Data are reported as mean values ±1 s.e.m. Specific growth rate (SGR) was calculated as [ln(m_final)−ln(m_initial)]×100/t, where m is the mass of the fish in grams and t is time (the number of days that elapsed between measurements of mass). For each experimental series, statistical analysis of plasma cortisol, total regional DAPI⁺ cell count and regional cell proliferation (BrdU⁺/DAPI⁺ cell count) or neuron differentiation (NeuN⁺/BrdU⁺ cell count) used similar approaches. Two-way repeated measures (RM) analysis of variance (ANOVA) was used to test for significant effects of interaction period (48 or 96 h) and social status (dominant or subordinate) in male zebrafish (Series 1). Paired Student's t-tests were used to test for significant effects of social status in female zebrafish (Series 1), and of neuron differentiation in male zebrafish (Series 2).
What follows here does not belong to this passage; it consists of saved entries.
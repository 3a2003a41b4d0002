//! `<head>` content rules (HEAD-001 through HEAD-004).

use super::{Condition, RegisteredRule, RuleKind};
use crate::document::Selector;
use crate::CheckCategory;

/// Stylesheet the page must link
pub const EXPECTED_STYLESHEET: &str = "style.css";
/// Required `rel` of the stylesheet link
pub const EXPECTED_REL: &str = "stylesheet";
/// Required page title
pub const EXPECTED_TITLE: &str = "My Site Title";

fn link() -> Selector {
    Selector::root("html").child("head").child("link")
}

fn title() -> Selector {
    Selector::root("html").child("head").child("title")
}

/// Get all `<head>` content rules
pub fn get_head_rules() -> Vec<RegisteredRule> {
    vec![
        RegisteredRule {
            id: "HEAD-001",
            name: "Stylesheet Link",
            category: CheckCategory::Head,
            description: "The <head> contains a <link> tag with href and rel attributes",
            kind: RuleKind::Markup {
                conditions: vec![
                    Condition::ElementPresent { selector: link() },
                    Condition::AttributePresent {
                        selector: link(),
                        attribute: "href",
                    },
                    Condition::AttributePresent {
                        selector: link(),
                        attribute: "rel",
                    },
                ],
                hint: None,
                passed: "Found a <link> tag with href and rel in the <head>",
            },
        },
        RegisteredRule {
            id: "HEAD-002",
            name: "Stylesheet Target",
            category: CheckCategory::Head,
            description: "The <link> tag points at style.css with rel=\"stylesheet\"",
            kind: RuleKind::Markup {
                conditions: vec![
                    Condition::AttributeEquals {
                        selector: link(),
                        attribute: "href",
                        expected: EXPECTED_STYLESHEET,
                    },
                    Condition::AttributeEquals {
                        selector: link(),
                        attribute: "rel",
                        expected: EXPECTED_REL,
                    },
                ],
                hint: None,
                passed: "The <link> tag loads style.css as a stylesheet",
            },
        },
        RegisteredRule {
            id: "HEAD-003",
            name: "Title Element",
            category: CheckCategory::Head,
            description: "The <head> contains a closed <title> tag",
            kind: RuleKind::Markup {
                conditions: vec![
                    Condition::ElementPresent { selector: title() },
                    Condition::ClosingTag { tag: "title" },
                ],
                hint: None,
                passed: "Found a <title> tag in the <head>",
            },
        },
        RegisteredRule {
            id: "HEAD-004",
            name: "Title Content",
            category: CheckCategory::Head,
            description: "The <title> text is 'My Site Title'",
            kind: RuleKind::Markup {
                conditions: vec![Condition::TextEquals {
                    selector: title(),
                    expected: EXPECTED_TITLE,
                }],
                hint: Some("The content inside the <title> tag should be 'My Site Title'"),
                passed: "The <title> reads 'My Site Title'",
            },
        },
    ]
}
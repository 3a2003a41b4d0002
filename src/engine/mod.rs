//! Validation engine module.
//!
//! Provides rule orchestration and result aggregation.

pub mod orchestrator;
pub mod result;
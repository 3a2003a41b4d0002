//! W3C Nu HTML Checker backend.
//!
//! Posts the document as `text/html` to a Nu endpoint with `out=json` and
//! maps the returned messages:
//!
//! | Nu `type`             | Nu `subType` | result                          |
//! |-----------------------|--------------|---------------------------------|
//! | `error`               | any          | `Severity::Error`               |
//! | `info`                | `warning`    | `Severity::Warning`             |
//! | `info`                | other        | `Severity::Info`                |
//! | `non-document-error`  | any          | `ValidatorError::Rejected`      |

use serde::Deserialize;
use std::io;
use std::time::Duration;
use tracing::{debug, info, warn};

use super::{ConformanceMessage, ConformanceValidator, Severity, ValidatorError};
use crate::version::user_agent;

const CONNECT_TIMEOUT_MS: u64 = 10000;
const MAX_RETRIES: u32 = 2;
const RETRY_DELAY_MS: u64 = 1000;

/// Public W3C instance
pub const DEFAULT_NU_URL: &str = "https://validator.w3.org/nu/?out=json";

/// Parsed validator endpoint
#[derive(Debug, Clone, PartialEq, Eq)]
pub struct Endpoint {
    pub tls: bool,
    pub host: String,
    pub port: u16,
    pub path: String,
}

impl Endpoint {
    /// Split an `http(s)://host[:port]/path` URL. `out=json` is appended to
    /// the query when missing.
    pub fn parse(url: &str) -> Result<Self, ValidatorError> {
        let invalid = || ValidatorError::InvalidUrl {
            url: url.to_string(),
        };

        let (tls, rest) = if let Some(rest) = url.strip_prefix("https://") {
            (true, rest)
        } else if let Some(rest) = url.strip_prefix("http://") {
            (false, rest)
        } else {
            return Err(invalid());
        };

        let (authority, path) = match rest.find(['/', '?']) {
            Some(idx) => (&rest[..idx], &rest[idx..]),
            None => (rest, "/"),
        };

        let (host, port) = match authority.rsplit_once(':') {
            Some((host, port)) => (host, port.parse::<u16>().map_err(|_| invalid())?),
            None => (authority, if tls { 443 } else { 80 }),
        };

        if host.is_empty() {
            return Err(invalid());
        }

        let mut path = if path.starts_with('?') {
            format!("/{}", path)
        } else {
            path.to_string()
        };
        if !path.contains("out=json") {
            path.push(if path.contains('?') { '&' } else { '?' });
            path.push_str("out=json");
        }

        Ok(Endpoint {
            tls,
            host: host.to_string(),
            port,
            path,
        })
    }

    /// Full request URL
    pub fn url(&self) -> String {
        let scheme = if self.tls { "https" } else { "http" };
        format!("{}://{}:{}{}", scheme, self.host, self.port, self.path)
    }
}

/// Nu HTML Checker client
pub struct NuValidator {
    endpoint: Endpoint,
    agent: ureq::Agent,
}

impl NuValidator {
    /// Create a validator for `url` with the given request timeout
    pub fn new(url: &str, timeout_ms: u64) -> Result<Self, ValidatorError> {
        let endpoint = Endpoint::parse(url)?;
        if endpoint.tls && !cfg!(feature = "online") {
            return Err(ValidatorError::FeatureNotEnabled);
        }

        let agent = ureq::AgentBuilder::new()
            .timeout_connect(Duration::from_millis(CONNECT_TIMEOUT_MS))
            .timeout(Duration::from_millis(timeout_ms))
            .user_agent(&user_agent())
            .build();
        Ok(NuValidator { endpoint, agent })
    }

    pub fn endpoint(&self) -> &Endpoint {
        &self.endpoint
    }

    /// POST once; the error says whether another attempt is worthwhile
    fn post(&self, url: &str, html: &str) -> Result<String, (ValidatorError, bool)> {
        let response = self
            .agent
            .post(url)
            .set("Content-Type", "text/html; charset=utf-8")
            .set("Accept", "application/json")
            .send_string(html);

        match response {
            Ok(response) => response.into_string().map_err(|e| {
                let error = ValidatorError::InvalidResponse {
                    message: e.to_string(),
                };
                (error, false)
            }),
            Err(ureq::Error::Status(status, response)) => {
                let body = response.into_string().unwrap_or_default();
                let error = ValidatorError::Api {
                    status,
                    message: body.chars().take(200).collect(),
                };
                Err((error, status >= 500 || status == 429))
            }
            Err(ureq::Error::Transport(transport)) => {
                let timed_out = std::error::Error::source(&transport)
                    .and_then(|source| source.downcast_ref::<io::Error>())
                    .map(|e| matches!(e.kind(), io::ErrorKind::TimedOut | io::ErrorKind::WouldBlock))
                    .unwrap_or(false);
                let message = transport.to_string();
                let error = if timed_out {
                    ValidatorError::Timeout { message }
                } else {
                    ValidatorError::RequestFailed { message }
                };
                Err((error, true))
            }
        }
    }
}

impl ConformanceValidator for NuValidator {
    fn name(&self) -> &str {
        "nu"
    }

    fn validate(&self, html: &str) -> Result<Vec<ConformanceMessage>, ValidatorError> {
        let url = self.endpoint.url();
        info!(host = %self.endpoint.host, bytes = html.len(), "submitting document to Nu HTML Checker");

        let mut delay = RETRY_DELAY_MS;
        let mut attempt = 0;
        let body = loop {
            debug!(url = %url, attempt, "posting to validator");
            match self.post(&url, html) {
                Ok(body) => break body,
                Err((error, retry)) if retry && attempt < MAX_RETRIES => {
                    warn!(error = %error, attempt, "validator request failed, retrying");
                    std::thread::sleep(Duration::from_millis(delay));
                    delay *= 2;
                    attempt += 1;
                }
                Err((error, _)) => return Err(error),
            }
        };

        let messages = parse_response(&body)?;
        debug!(count = messages.len(), "validator returned messages");
        Ok(messages)
    }
}

#[derive(Debug, Deserialize)]
struct NuResponse {
    #[serde(default)]
    messages: Vec<NuMessage>,
}

#[derive(Debug, Deserialize)]
struct NuMessage {
    #[serde(rename = "type")]
    kind: String,
    #[serde(rename = "subType", default)]
    sub_type: Option<String>,
    #[serde(default)]
    message: String,
    #[serde(rename = "firstLine", default)]
    first_line: Option<u32>,
    #[serde(rename = "lastLine", default)]
    last_line: Option<u32>,
    #[serde(rename = "firstColumn", default)]
    first_column: Option<u32>,
}

/// Map a Nu JSON body to conformance messages
pub fn parse_response(body: &str) -> Result<Vec<ConformanceMessage>, ValidatorError> {
    let response: NuResponse =
        serde_json::from_str(body).map_err(|e| ValidatorError::InvalidResponse {
            message: e.to_string(),
        })?;

    let mut messages = Vec::with_capacity(response.messages.len());
    for m in response.messages {
        let severity = match (m.kind.as_str(), m.sub_type.as_deref()) {
            ("error", _) => Severity::Error,
            ("info", Some("warning")) => Severity::Warning,
            ("info", _) => Severity::Info,
            ("non-document-error", _) => {
                return Err(ValidatorError::Rejected { message: m.message });
            }
            (other, _) => {
                return Err(ValidatorError::InvalidResponse {
                    message: format!("unknown message type '{}'", other),
                });
            }
        };

        messages.push(ConformanceMessage {
            severity,
            message: m.message,
            line: m.first_line.or(m.last_line),
            column: m.first_column,
        });
    }

    Ok(messages)
}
These approaches were used to take into account the likelihood that variables measured for the members of a pair during social interaction were not independent of one another (Briffa and Elwood, 2010). Unless otherwise stated, total DAPI⁺ cell count did not differ between treatments. Where comparisons were made among group-held, dominant and subordinate zebrafish, a one-way ANOVA was used. Student's t-tests were used to make comparisons between sham-treated and metyrapone-exposed subordinate zebrafish (Series 3). Where underlying assumptions of normality and equal variance were not met, data were transformed to achieve normality or alternative tests were used. Statistical analyses were carried out using Sigmaplot v13 (Systat Software, San Jose, CA, USA) with α=0.05.

Pairs of male zebrafish confined in an experimental chamber engaged in agonistic interactions that resulted in one fish becoming dominant over the other, as indicated by one fish reliably retreating from the aggressive attacks of the other. Mean scores over the interaction period for position in the tank, aggressive acts, retreats from aggression and feeding behaviour were combined by PCA into a behaviour score that distinguished dominant from subordinate fish (Fig. 1A). Dominant and subordinate male zebrafish also differed physiologically, with subordinate fish having significantly higher plasma cortisol concentrations (Fig. 1B; two-way RM ANOVA, P_status=0.01) and significantly lower SGR than dominant fish (Fig. 1C; paired Student's t-tests, P<0.001 for each of 48 and 96 h; two-way RM ANOVA was not used because data could not be transformed to meet the assumption of equal variance). Male zebrafish that engaged in social interaction for 96 h exhibited significantly higher plasma cortisol concentrations than those that experienced 48 h of interaction (P_time=0.011; P_{(status×time)}=0.401). For comparison, plasma cortisol concentrations in fish sampled directly from the holding tank (group-held, dotted line in Fig. 1B) were 6.21±1.55 ng ml⁻¹ (N=7).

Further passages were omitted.